Lorsqu’Estelle1 termine sa journée de cours dans une Haute École, elle se prépare à démarrer une deuxième journée. Direction le centre-ville de Bruxelles où elle est, en plus de ses études en communication, serveuse dans un bar : cinq heures en moyenne, trois « shifts » par semaine, souvent un soir et le week-end. Elle gère un carré de tables, prend les commandes, encaisse une clientèle en grande majorité touristique. « C’est physique de porter des plateaux remplis de verres, de monter et descendre les escaliers, de rester debout toute la soirée », raconte-t-elle des débuts qui l’ont laissée courbaturée. Elle s’y est faite depuis.
Sa situation est loin d’être isolée. La part des étudiant·es qui travaillent à côté de leurs études a explosé : +58 % entre 2017 et 2024, selon le Bureau fédéral du Plan2. En dix ans, le nombre de jobs étudiants dans le secteur de l’Horeca a presque triplé, passant de 79.654 en 2013 à 215.813 en 2024, selon une étude du centre Horeca Forma Be Pro3 basée sur les données de l’ONSS.
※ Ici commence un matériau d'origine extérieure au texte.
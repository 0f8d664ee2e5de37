// crates/llq-sim/src/context.rs
//
// TestContext: a full in-memory cluster for exercising the PoSe subsystem.
//
// Wires the prober, compliance checker, scorer, coordinator, and ban
// manager over a SimNetwork and SimulationClock, and drives the per-round
// control flow: probe -> compliance -> score -> session -> fold session
// signals back into the scorer for the next round.

use std::collections::{BTreeSet, HashMap};
use std::sync::Arc;
use std::time::Duration;

use tokio::sync::RwLock;

use llq_core::{crypto, Clock, Keypair, Member, MemberId, ProbeOutcome, QuorumError, RoundId};
use llq_gates::{GateId, GateRegistry, GateUpdate};
use llq_pose::{BanManager, PoseParams, PoseScorer, PoseSignal, PoseStatus};
use llq_probe::{Compliance, ComplianceChecker, Prober, ProbeTransport};
use llq_session::{Coordinator, SessionConfig, SessionStats, SessionTransport};

use crate::clock::SimulationClock;
use crate::network::SimNetwork;

/// Protocol version the simulated cluster runs.
pub const SIM_PROTOCOL_VERSION: u32 = 70016;
/// Version below the minimum, used by the downgrade injection.
pub const SIM_OUTDATED_VERSION: u32 = 70015;

/// What one round produced.
#[derive(Debug, Clone)]
pub struct RoundReport {
    pub round: RoundId,
    pub height: u64,
    pub stats: SessionStats,
}

/// A simulated multi-member cluster.
pub struct TestContext {
    pub clock: Arc<SimulationClock>,
    pub network: Arc<SimNetwork>,
    pub scorer: Arc<PoseScorer>,
    pub prober: Arc<Prober>,
    pub checker: ComplianceChecker,
    pub coordinator: Coordinator,
    pub manager: BanManager,
    gates: RwLock<GateRegistry>,
    authority: Keypair,
    operators: HashMap<MemberId, Keypair>,
    member_ids: Vec<MemberId>,
    height: RwLock<u64>,
    round: RwLock<RoundId>,
    gate_seq: RwLock<u64>,
    probe_timeout: Duration,
}

impl TestContext {
    /// Build a healthy cluster of `n` members with all gates off.
    pub async fn new(n: usize) -> Self {
        Self::with_params(n, PoseParams::default()).await
    }

    pub async fn with_params(n: usize, params: PoseParams) -> Self {
        let clock = Arc::new(SimulationClock::new());
        let network = Arc::new(SimNetwork::new());
        let scorer = Arc::new(PoseScorer::new(params));
        let prober = Arc::new(Prober::new(
            Arc::clone(&network) as Arc<dyn ProbeTransport>,
            Arc::clone(&clock) as Arc<dyn Clock>,
        ));
        let coordinator = Coordinator::new(
            Arc::clone(&scorer),
            Arc::clone(&network) as Arc<dyn SessionTransport>,
            Arc::clone(&clock) as Arc<dyn Clock>,
            SessionConfig {
                min_quorum_size: 3,
                phase_timeout: Duration::from_millis(250),
            },
        );
        let manager = BanManager::new(Arc::clone(&scorer));
        let authority = Keypair::generate();
        let gates = GateRegistry::single_authority(authority.public_key_bytes());

        let mut operators = HashMap::new();
        let mut member_ids = Vec::new();
        for i in 0..n {
            let operator = Keypair::generate();
            let member = Member::new(
                format!("10.1.0.{}:19999", i + 1),
                operator.public_key_bytes(),
                SIM_PROTOCOL_VERSION,
                0,
            );
            scorer.register(member.clone(), 0).await;
            network.register(&member).await;
            operators.insert(member.id, operator);
            member_ids.push(member.id);
        }

        TestContext {
            clock,
            network,
            scorer,
            prober,
            checker: ComplianceChecker::new(SIM_PROTOCOL_VERSION),
            coordinator,
            manager,
            gates: RwLock::new(gates),
            authority,
            operators,
            member_ids,
            height: RwLock::new(0),
            round: RwLock::new(0),
            gate_seq: RwLock::new(0),
            probe_timeout: Duration::from_millis(100),
        }
    }

    pub fn member_ids(&self) -> &[MemberId] {
        &self.member_ids
    }

    pub fn outdated_protocol_version(&self) -> u32 {
        SIM_OUTDATED_VERSION
    }

    pub async fn current_height(&self) -> u64 {
        *self.height.read().await
    }

    /// Set a gate via a freshly signed authority update.
    pub async fn set_gate(&self, gate: GateId, value: u64) {
        let seq = {
            let mut seq = self.gate_seq.write().await;
            *seq += 1;
            *seq
        };
        let update = GateUpdate::signed(gate, value, seq, &self.authority);
        self.gates
            .write()
            .await
            .process_update(update)
            .expect("authority-signed update must be accepted");
    }

    pub async fn status(&self, member_id: &MemberId) -> Result<PoseStatus, QuorumError> {
        self.manager.status(member_id).await
    }

    /// Sign a rehabilitation proof with the member's real operator key.
    pub fn sign_rehabilitation(&self, member_id: &MemberId, new_endpoint: &str) -> Vec<u8> {
        let operator = &self.operators[member_id];
        operator.sign(&crypto::rehabilitation_digest(member_id, new_endpoint))
    }

    /// Rehabilitate a member at a new endpoint and restore its simulated
    /// node to full health.
    pub async fn repair_member(
        &self,
        member_id: &MemberId,
        new_endpoint: &str,
    ) -> Result<(), QuorumError> {
        let old = self
            .scorer
            .get_member(member_id)
            .await
            .ok_or_else(|| QuorumError::NotFound(format!("member {}", member_id)))?;

        let proof = self.sign_rehabilitation(member_id, new_endpoint);
        self.manager
            .request_rehabilitation(member_id, new_endpoint, &proof)
            .await?;

        self.network
            .move_endpoint(*member_id, &old.endpoint, new_endpoint)
            .await;
        self.network.restore(member_id).await;
        self.scorer
            .set_protocol_version(member_id, SIM_PROTOCOL_VERSION)
            .await?;
        Ok(())
    }

    /// Run one full round: advance the chain, probe, check compliance, run
    /// a session, and fold the session's signals into the scorer.
    pub async fn run_round(&self) -> Result<RoundReport, QuorumError> {
        let height = {
            let mut height = self.height.write().await;
            *height += 1;
            *height
        };
        let round = {
            let mut round = self.round.write().await;
            *round += 1;
            *round
        };

        self.scorer.advance_height(height).await;
        self.prober.begin_round(round).await;

        // Fresh gate view every round; nothing below caches it.
        let gates = self.gates.read().await.clone();

        let eligible = self.scorer.eligible_snapshot().await;
        tracing::debug!(
            "Sim round {} at height {}: {} eligible members",
            round,
            height,
            eligible.len()
        );

        // Reachability probing runs while the full-mesh gate is active.
        let connectivity = if gates.is_active(GateId::QuorumAllConnected, height) {
            for member in &eligible {
                if self.network.has_outbound(&member.id).await {
                    self.prober.note_outbound_activity(member.id).await;
                }
            }
            let results = self
                .prober
                .probe_round(&eligible, self.probe_timeout)
                .await;

            let mut connected = BTreeSet::new();
            for result in &results {
                if result.outcome == ProbeOutcome::Reachable {
                    connected.insert(result.member_id);
                } else {
                    self.scorer
                        .update(&result.member_id, PoseSignal::Unreachable, height, &gates)
                        .await?;
                }
            }
            // Members that keep answering session requests over their own
            // outbound links still count as connected for admission.
            for member in &eligible {
                if self.network.is_participating(&member.id).await {
                    connected.insert(member.id);
                }
            }
            Some(connected)
        } else {
            None
        };

        // Compliance observations feed the scorer before the session.
        for member in &eligible {
            if self.checker.check(member) == Compliance::Outdated {
                self.scorer
                    .update(&member.id, PoseSignal::Outdated, height, &gates)
                    .await?;
            }
        }

        let outcome = self
            .coordinator
            .run_session(round, height, &gates, connectivity.as_ref())
            .await?;

        // Session observations are next-round signals.
        for (member_id, signal) in &outcome.signals {
            self.scorer.update(member_id, *signal, height, &gates).await?;
        }

        Ok(RoundReport {
            round,
            height,
            stats: outcome.stats,
        })
    }
}

#[cfg(test)]
mod tests {
    use super::*;
    use crate::injection::FailureInjection;
    use llq_gates::VALUE_ALWAYS;
    use llq_session::SessionPhase;

    #[tokio::test]
    async fn test_healthy_cluster_round_finalizes() {
        let ctx = TestContext::new(5).await;
        ctx.set_gate(GateId::DkgEnabled, VALUE_ALWAYS).await;

        let report = ctx.run_round().await.unwrap();
        assert_eq!(report.stats.final_phase, SessionPhase::Finalized);
        assert_eq!(report.stats.members, 5);
        assert_eq!(report.stats.contributions, 5);
    }

    #[tokio::test]
    async fn test_injection_offline_semantics() {
        let ctx = TestContext::new(4).await;
        let target = ctx.member_ids()[0];

        let went_offline = FailureInjection::NetworkIsolation
            .apply(&ctx, &target)
            .await
            .unwrap();
        assert!(went_offline);

        let went_offline = FailureInjection::PortClosure
            .apply(&ctx, &ctx.member_ids()[1])
            .await
            .unwrap();
        assert!(!went_offline);

        let went_offline = FailureInjection::VersionDowngrade
            .apply(&ctx, &ctx.member_ids()[2])
            .await
            .unwrap();
        assert!(!went_offline);

        let downgraded = ctx.scorer.get_member(&ctx.member_ids()[2]).await.unwrap();
        assert_eq!(downgraded.protocol_version, SIM_OUTDATED_VERSION);
    }

    #[tokio::test]
    async fn test_repair_member_restores_health() {
        let ctx = TestContext::new(4).await;
        let target = ctx.member_ids()[0];
        FailureInjection::NetworkIsolation
            .apply(&ctx, &target)
            .await
            .unwrap();
        ctx.scorer.ban(&target, 5).await.unwrap();

        ctx.repair_member(&target, "10.1.0.1:20001").await.unwrap();

        let status = ctx.status(&target).await.unwrap();
        assert!(!status.banned);
        assert_eq!(status.penalty, 0);
        assert!(ctx.network.connect("10.1.0.1:20001").await.is_ok());
    }
}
Cette progression répond à un double mouvement : des étudiant·es qui ont davantage besoin de travailler, et un secteur qui recourt de plus en plus à une main-d’œuvre moins coûteuse et plus flexible. Un basculement encore accentué depuis le Covid au détriment de l’emploi ordinaire.
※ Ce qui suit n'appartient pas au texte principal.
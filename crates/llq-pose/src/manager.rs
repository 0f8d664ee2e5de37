// crates/llq-pose/src/manager.rs
//
// BanManager: the external surface over the scorer's state.
//
// `status` is a read-only projection (penalty, ban flag, ban height with the
// -1 sentinel preserved at the boundary). `request_rehabilitation` validates
// an operator-key signature and atomically repairs the member.
//
// Lenient rehabilitation policy: a valid request for a member that is
// neither banned nor penalized succeeds as a no-op (the endpoint update is
// still applied). Callers that need strictness can check `status` first.

use std::sync::Arc;

use serde::{Deserialize, Serialize};

use llq_core::{crypto, MemberId, QuorumError};

use crate::scorer::PoseScorer;

/// External rendering of "not banned".
pub const BAN_HEIGHT_SENTINEL: i64 = -1;

/// Boundary projection of a member's PoSe state.
#[derive(Debug, Clone, Serialize, Deserialize)]
pub struct PoseStatus {
    pub member_id: MemberId,
    pub penalty: u32,
    pub banned: bool,
    /// Ban height, or `BAN_HEIGHT_SENTINEL` when not banned.
    pub ban_height: i64,
}

/// Exposes ban state and processes rehabilitation requests.
#[derive(Clone)]
pub struct BanManager {
    scorer: Arc<PoseScorer>,
}

impl BanManager {
    pub fn new(scorer: Arc<PoseScorer>) -> Self {
        BanManager { scorer }
    }

    /// Read-only status projection for operators and external verifiers.
    pub async fn status(&self, member_id: &MemberId) -> Result<PoseStatus, QuorumError> {
        if self.scorer.get_member(member_id).await.is_none() {
            return Err(QuorumError::NotFound(format!("member {}", member_id)));
        }
        let state = self.scorer.penalty_state(member_id).await;
        let (penalty, ban_height) = match state {
            Some(s) => (s.penalty, s.ban_height),
            None => (0, None),
        };
        Ok(PoseStatus {
            member_id: *member_id,
            penalty,
            banned: ban_height.is_some(),
            ban_height: ban_height
                .map(|h| h as i64)
                .unwrap_or(BAN_HEIGHT_SENTINEL),
        })
    }

    /// Process a rehabilitation request: a service-address update signed by
    /// the member's operator key. A valid proof updates the endpoint and
    /// clears penalty and ban atomically.
    pub async fn request_rehabilitation(
        &self,
        member_id: &MemberId,
        new_endpoint: &str,
        proof: &[u8],
    ) -> Result<(), QuorumError> {
        let member = self
            .scorer
            .get_member(member_id)
            .await
            .ok_or_else(|| QuorumError::NotFound(format!("member {}", member_id)))?;

        let digest = crypto::rehabilitation_digest(member_id, new_endpoint);
        let valid = crypto::verify_signature(&member.operator_key, &digest, proof)?;
        if !valid {
            return Err(QuorumError::Authorization(format!(
                "rehabilitation proof for member {} does not verify",
                member_id
            )));
        }

        self.scorer
            .rehabilitate(member_id, Some(new_endpoint.to_string()))
            .await
    }
}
Pour la plupart des jeunes que nous avons rencontré·es dans le cadre de cet article, l’Horeca fait donc office de première expérience professionnelle. Souvent, ils et elles n’ont aucune connaissance des spécificités du secteur et des droits qui en découlent. « L’Horeca, c’est facile : si tu es étudiante et que tu cherches du travail, tu es embauchée quasi directement, même sans expérience », résume Éva4, aujourd’hui âgée de 24 ans. La jeune femme a commencé à 17 ans « dans un restaurant près du domicile familial, dans le Brabant wallon ». Elle a accepté de travailler pour 7,60 € brut de l’heure au début de son contrat, en 2019, sans connaître le minimum légal qui était alors de 10,49 €.